All the chairs match.
But the casual atmosphere belies an intense focus on sales, which it needs in order to compete with rival SurveyMonkey, which in January raised $794 million and got a valuation of $1.35 billion. Qualtrics likes to say that it offers a Rolls Royce product with Ritz Carlton service at a Honda sales point. Its large in-house sales team, sourced largely from BYU, deserves the credit for much of the company’s progress so far, says Jared. “I would argue the company succeeded first and foremost because of the salesforce.”
Qualtrics says it likes to focus on “things that matter” rather than hype, which is an ethos common to many Utah companies. That’s how the story of three billion-dollar tech companies in one office park escaped the media (except, of course, your humble servant PandoDaily) for so long. There are other low-profile success stories in Provo, too, such as auto-industry analytics company DrivingSales, established in 2008, whose average annual revenue growth rate is 200 percent; and HireVue, a digital interviewing company first set up nine years ago by a 20-year-old in his parents’ house that in the last four years has raised $25 million in funding and counts Walmart, Nike, and JP Morgan among its customers.
In keeping with the heads-down Utah business culture, you won’t find any executive profiles on the Qualtrics website.

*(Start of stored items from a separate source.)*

//! Retry with exponential backoff for transient upstream failures.

use std::future::Future;
use std::time::Duration;

use crate::error::IngestError;

/// Returns `true` if `err` represents a transient condition that should be
/// retried after a backoff delay.
///
/// Retriable: network-level failures (timeout, connection reset) and HTTP
/// 5xx / 429 responses. Deserialization failures and client-side statuses
/// are propagated immediately — retrying would return the same result.
fn is_retriable(err: &IngestError) -> bool {
    match err {
        IngestError::Http(e) => {
            e.is_timeout() || e.is_connect() || e.status().is_some_and(|s| s.is_server_error())
        }
        IngestError::UnexpectedStatus { status, .. } => {
            status.is_server_error() || *status == reqwest::StatusCode::TOO_MANY_REQUESTS
        }
        IngestError::Deserialize { .. } => false,
    }
}

/// Executes `operation` with exponential backoff retries on transient errors.
///
/// On a retriable error the function sleeps `backoff_base_ms * 2^attempt`
/// milliseconds (capped at 60 s) and tries again, up to `max_retries`
/// additional attempts. Non-retriable errors return immediately.
pub(crate) async fn retry_with_backoff<T, F, Fut>(
    max_retries: u32,
    backoff_base_ms: u64,
    mut operation: F,
) -> Result<T, IngestError>
where
    F: FnMut() -> Fut,
    Fut: Future<Output = Result<T, IngestError>>,
{
    const MAX_DELAY_MS: u64 = 60_000;
    let mut attempt = 0u32;

    loop {
        match operation().await {
            Ok(value) => return Ok(value),
            Err(err) => {
                if !is_retriable(&err) || attempt >= max_retries {
                    return Err(err);
                }
                let delay_ms = backoff_base_ms
                    .saturating_mul(1u64 << attempt.min(10))
                    .min(MAX_DELAY_MS);
                tracing::warn!(
                    attempt,
                    max_retries,
                    delay_ms,
                    error = %err,
                    "transient ingest error — retrying after backoff"
                );
                tokio::time::sleep(Duration::from_millis(delay_ms)).await;
                attempt += 1;
            }
        }
    }
}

The company cares about its product, not its founders’ egos. ”A lot of people stand up and say ‘We’re brilliant and we got it right,’” says Jared, expanding on the company’s ethos. “Very few people stand up and say, ‘We were lucky and worked really hard.’”
Qualtrics, he posits, fits into the latter category. WIth $70 million added to the company’s war chest — and even matching furniture — one has to wonder what kind of luck the next decade will bring.
* [Disclosure: Accel Partners is an investor in PandoDaily.]